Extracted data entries
· · ·
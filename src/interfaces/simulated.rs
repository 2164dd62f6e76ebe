//! In-process simulated radio network
//!
//! Records every outbound network action so scenarios and tests can inspect
//! what the controller did, and lets the caller decide when bursts are
//! confirmed and when line control records arrive.

use std::collections::VecDeque;
use std::fmt;
use std::sync::atomic::{AtomicBool, AtomicUsize, Ordering};
use std::sync::{Arc, Mutex, MutexGuard, RwLock};
use std::time::Duration;

use dashmap::DashMap;
use serde::Serialize;
use tokio::time::Instant;
use tracing::debug;

use super::network::{Bearer, CallState, NetworkConnection, RadioPhone};
use super::platform::EmergencyTonePlayer;
use crate::core::dispatcher::{BurstConfirmation, LineStatusSubscriber};
use crate::core::state::ConnectionId;
use crate::{Error, Result};

fn lock<T>(mutex: &Mutex<T>) -> MutexGuard<'_, T> {
    mutex.lock().unwrap_or_else(|poisoned| poisoned.into_inner())
}

/// Outbound request observed by the simulated radio
#[derive(Debug, Clone, PartialEq, Eq, Serialize)]
#[serde(tag = "action", rename_all = "snake_case")]
pub enum NetworkAction {
    StartDtmf { digit: char },
    StopDtmf,
    BurstDtmf {
        digits: String,
        on_length_ms: u32,
        off_length_ms: u32,
    },
    RegisterLineControl { connection_id: ConnectionId },
    UnregisterLineControl { connection_id: ConnectionId },
    AcceptCall,
    Conference,
}

impl fmt::Display for NetworkAction {
    fn fmt(&self, f: &mut fmt::Formatter<'_>) -> fmt::Result {
        match self {
            NetworkAction::StartDtmf { .. } => write!(f, "start continuous dtmf"),
            NetworkAction::StopDtmf => write!(f, "stop continuous dtmf"),
            NetworkAction::BurstDtmf { digits, .. } => {
                write!(f, "burst dtmf ({} character[s])", digits.len())
            }
            NetworkAction::RegisterLineControl { connection_id } => {
                write!(f, "register line control info for {}", connection_id)
            }
            NetworkAction::UnregisterLineControl { connection_id } => {
                write!(f, "unregister line control info for {}", connection_id)
            }
            NetworkAction::AcceptCall => write!(f, "accept call"),
            NetworkAction::Conference => write!(f, "conference"),
        }
    }
}

/// Simulated radio
#[derive(Debug)]
pub struct SimulatedPhone {
    phone_id: u32,
    actions: Mutex<Vec<NetworkAction>>,
    confirmations: Mutex<VecDeque<BurstConfirmation>>,
    line_control: DashMap<ConnectionId, LineStatusSubscriber>,
    local_hold: AtomicBool,
    confirm_delay: Option<Duration>,
}

impl SimulatedPhone {
    /// Radio that holds burst confirmations until [`Self::confirm_next_burst`].
    pub fn new(phone_id: u32) -> Self {
        Self {
            phone_id,
            actions: Mutex::new(Vec::new()),
            confirmations: Mutex::new(VecDeque::new()),
            line_control: DashMap::new(),
            local_hold: AtomicBool::new(false),
            confirm_delay: None,
        }
    }

    /// Radio that confirms every burst by itself after `delay`.
    /// Bursts must then be sent from within a tokio runtime.
    pub fn with_confirm_delay(phone_id: u32, delay: Duration) -> Self {
        Self {
            confirm_delay: Some(delay),
            ..Self::new(phone_id)
        }
    }

    fn record(&self, action: NetworkAction) {
        debug!("phone {}: {}", self.phone_id, action);
        lock(&self.actions).push(action);
    }

    pub fn actions(&self) -> Vec<NetworkAction> {
        lock(&self.actions).clone()
    }

    pub fn burst_sends(&self) -> Vec<String> {
        lock(&self.actions)
            .iter()
            .filter_map(|action| match action {
                NetworkAction::BurstDtmf { digits, .. } => Some(digits.clone()),
                _ => None,
            })
            .collect()
    }

    pub fn burst_timings(&self) -> Vec<(u32, u32)> {
        lock(&self.actions)
            .iter()
            .filter_map(|action| match action {
                NetworkAction::BurstDtmf {
                    on_length_ms,
                    off_length_ms,
                    ..
                } => Some((*on_length_ms, *off_length_ms)),
                _ => None,
            })
            .collect()
    }

    pub fn started_tones(&self) -> Vec<char> {
        lock(&self.actions)
            .iter()
            .filter_map(|action| match action {
                NetworkAction::StartDtmf { digit } => Some(*digit),
                _ => None,
            })
            .collect()
    }

    pub fn stop_count(&self) -> usize {
        self.count(|action| matches!(action, NetworkAction::StopDtmf))
    }

    pub fn accept_count(&self) -> usize {
        self.count(|action| matches!(action, NetworkAction::AcceptCall))
    }

    pub fn conference_count(&self) -> usize {
        self.count(|action| matches!(action, NetworkAction::Conference))
    }

    fn count<F: Fn(&NetworkAction) -> bool>(&self, predicate: F) -> usize {
        lock(&self.actions).iter().filter(|action| predicate(*action)).count()
    }

    /// Complete the oldest outstanding burst. Returns false when none is held.
    pub fn confirm_next_burst(&self) -> bool {
        let confirmation = lock(&self.confirmations).pop_front();
        match confirmation {
            Some(confirmation) => {
                confirmation.confirm();
                true
            }
            None => false,
        }
    }

    pub fn pending_confirmations(&self) -> usize {
        lock(&self.confirmations).len()
    }

    pub fn set_local_hold_active(&self, active: bool) {
        self.local_hold.store(active, Ordering::SeqCst);
    }

    /// Deliver a line control record to every subscribed connection.
    pub fn broadcast_line_control_info(&self) -> usize {
        self.line_control
            .iter()
            .filter(|entry| entry.value().notify())
            .count()
    }

    pub fn is_line_control_registered(&self, connection_id: ConnectionId) -> bool {
        self.line_control.contains_key(&connection_id)
    }

    pub fn line_control_subscribers(&self) -> usize {
        self.line_control.len()
    }
}

impl RadioPhone for SimulatedPhone {
    fn phone_id(&self) -> u32 {
        self.phone_id
    }

    fn start_dtmf(&self, digit: char) {
        self.record(NetworkAction::StartDtmf { digit });
    }

    fn stop_dtmf(&self) {
        self.record(NetworkAction::StopDtmf);
    }

    fn send_burst_dtmf(
        &self,
        digits: &str,
        on_length_ms: u32,
        off_length_ms: u32,
        confirmation: BurstConfirmation,
    ) {
        self.record(NetworkAction::BurstDtmf {
            digits: digits.to_string(),
            on_length_ms,
            off_length_ms,
        });

        match self.confirm_delay {
            Some(delay) => {
                tokio::spawn(async move {
                    tokio::time::sleep(delay).await;
                    confirmation.confirm();
                });
            }
            None => lock(&self.confirmations).push_back(confirmation),
        }
    }

    fn register_for_line_control_info(&self, subscriber: LineStatusSubscriber) {
        let connection_id = subscriber.connection_id();
        self.record(NetworkAction::RegisterLineControl { connection_id });
        self.line_control.insert(connection_id, subscriber);
    }

    fn unregister_for_line_control_info(&self, connection_id: ConnectionId) {
        self.record(NetworkAction::UnregisterLineControl { connection_id });
        self.line_control.remove(&connection_id);
    }

    fn is_local_hold_active(&self) -> bool {
        self.local_hold.load(Ordering::SeqCst)
    }

    fn accept_call(&self) -> Result<()> {
        self.record(NetworkAction::AcceptCall);
        Ok(())
    }

    fn conference(&self) -> Result<()> {
        self.record(NetworkAction::Conference);
        Ok(())
    }
}

/// Simulated call leg
#[derive(Debug)]
pub struct SimulatedConnection {
    state: RwLock<CallState>,
    incoming: bool,
    bearer: Bearer,
    address: String,
    connected_at: RwLock<Option<Instant>>,
    phone: Option<Arc<SimulatedPhone>>,
    fail_hangup: AtomicBool,
    hangups: AtomicUsize,
    time_resets: AtomicUsize,
}

impl SimulatedConnection {
    fn build(
        address: &str,
        incoming: bool,
        state: CallState,
        bearer: Bearer,
        phone: Option<Arc<SimulatedPhone>>,
    ) -> Self {
        Self {
            state: RwLock::new(state),
            incoming,
            bearer,
            address: address.to_string(),
            connected_at: RwLock::new(None),
            phone,
            fail_hangup: AtomicBool::new(false),
            hangups: AtomicUsize::new(0),
            time_resets: AtomicUsize::new(0),
        }
    }

    pub fn outgoing(address: &str, phone: Option<Arc<SimulatedPhone>>) -> Self {
        Self::build(address, false, CallState::Dialing, Bearer::CircuitSwitched, phone)
    }

    pub fn incoming(address: &str, phone: Option<Arc<SimulatedPhone>>) -> Self {
        Self::build(address, true, CallState::Incoming, Bearer::CircuitSwitched, phone)
    }

    pub fn waiting(address: &str, phone: Option<Arc<SimulatedPhone>>) -> Self {
        Self::build(address, true, CallState::Waiting, Bearer::CircuitSwitched, phone)
    }

    pub fn with_bearer(mut self, bearer: Bearer) -> Self {
        self.bearer = bearer;
        self
    }

    /// Entering `Active` for the first time starts the duration clock.
    pub fn set_state(&self, state: CallState) {
        *self.state.write().unwrap_or_else(|poisoned| poisoned.into_inner()) = state;
        if state == CallState::Active {
            let mut connected_at = self
                .connected_at
                .write()
                .unwrap_or_else(|poisoned| poisoned.into_inner());
            if connected_at.is_none() {
                *connected_at = Some(Instant::now());
            }
        }
    }

    /// Make subsequent hangups fail as if the leg were already gone.
    pub fn set_fail_hangup(&self, fail: bool) {
        self.fail_hangup.store(fail, Ordering::SeqCst);
    }

    pub fn hangups(&self) -> usize {
        self.hangups.load(Ordering::SeqCst)
    }

    pub fn time_resets(&self) -> usize {
        self.time_resets.load(Ordering::SeqCst)
    }
}

impl NetworkConnection for SimulatedConnection {
    fn state(&self) -> CallState {
        *self.state.read().unwrap_or_else(|poisoned| poisoned.into_inner())
    }

    fn is_incoming(&self) -> bool {
        self.incoming
    }

    fn duration(&self) -> Duration {
        self.connected_at
            .read()
            .unwrap_or_else(|poisoned| poisoned.into_inner())
            .map(|connected_at| connected_at.elapsed())
            .unwrap_or_default()
    }

    fn address(&self) -> String {
        self.address.clone()
    }

    fn bearer(&self) -> Bearer {
        self.bearer
    }

    fn hangup(&self) -> Result<()> {
        self.hangups.fetch_add(1, Ordering::SeqCst);
        if self.fail_hangup.load(Ordering::SeqCst) {
            return Err(Error::call_state("call leg already disconnected"));
        }
        self.set_state(CallState::Disconnected);
        Ok(())
    }

    fn reset_connection_time(&self) {
        self.time_resets.fetch_add(1, Ordering::SeqCst);
        *self
            .connected_at
            .write()
            .unwrap_or_else(|poisoned| poisoned.into_inner()) = Some(Instant::now());
    }

    fn phone(&self) -> Option<Arc<dyn RadioPhone>> {
        self.phone
            .as_ref()
            .map(|phone| Arc::clone(phone) as Arc<dyn RadioPhone>)
    }
}

/// Emergency cue that only counts start/stop requests
#[derive(Debug, Default)]
pub struct SimulatedTonePlayer {
    playing: AtomicBool,
    starts: AtomicUsize,
    stops: AtomicUsize,
}

impl SimulatedTonePlayer {
    pub fn is_playing(&self) -> bool {
        self.playing.load(Ordering::SeqCst)
    }

    pub fn starts(&self) -> usize {
        self.starts.load(Ordering::SeqCst)
    }

    pub fn stops(&self) -> usize {
        self.stops.load(Ordering::SeqCst)
    }
}

impl EmergencyTonePlayer for SimulatedTonePlayer {
    fn start(&self) {
        self.starts.fetch_add(1, Ordering::SeqCst);
        if !self.playing.swap(true, Ordering::SeqCst) {
            debug!("emergency tone started");
        }
    }

    fn stop(&self) {
        self.stops.fetch_add(1, Ordering::SeqCst);
        if self.playing.swap(false, Ordering::SeqCst) {
            debug!("emergency tone stopped");
        }
    }
}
· · ·
» Required work:
Your reply must contain exactly the lines from the first line of the data through the line holding "use std::fmt;", and nothing more.

» Finished task:
filename src/interfaces/simulated.rs
repository 2164dd62f6e76ebe
//! In-process simulated radio network
//!
//! Records every outbound network action so scenarios and tests can inspect
//! what the controller did, and lets the caller decide when bursts are
//! confirmed and when line control records arrive.

use std::collections::VecDeque;
use std::fmt;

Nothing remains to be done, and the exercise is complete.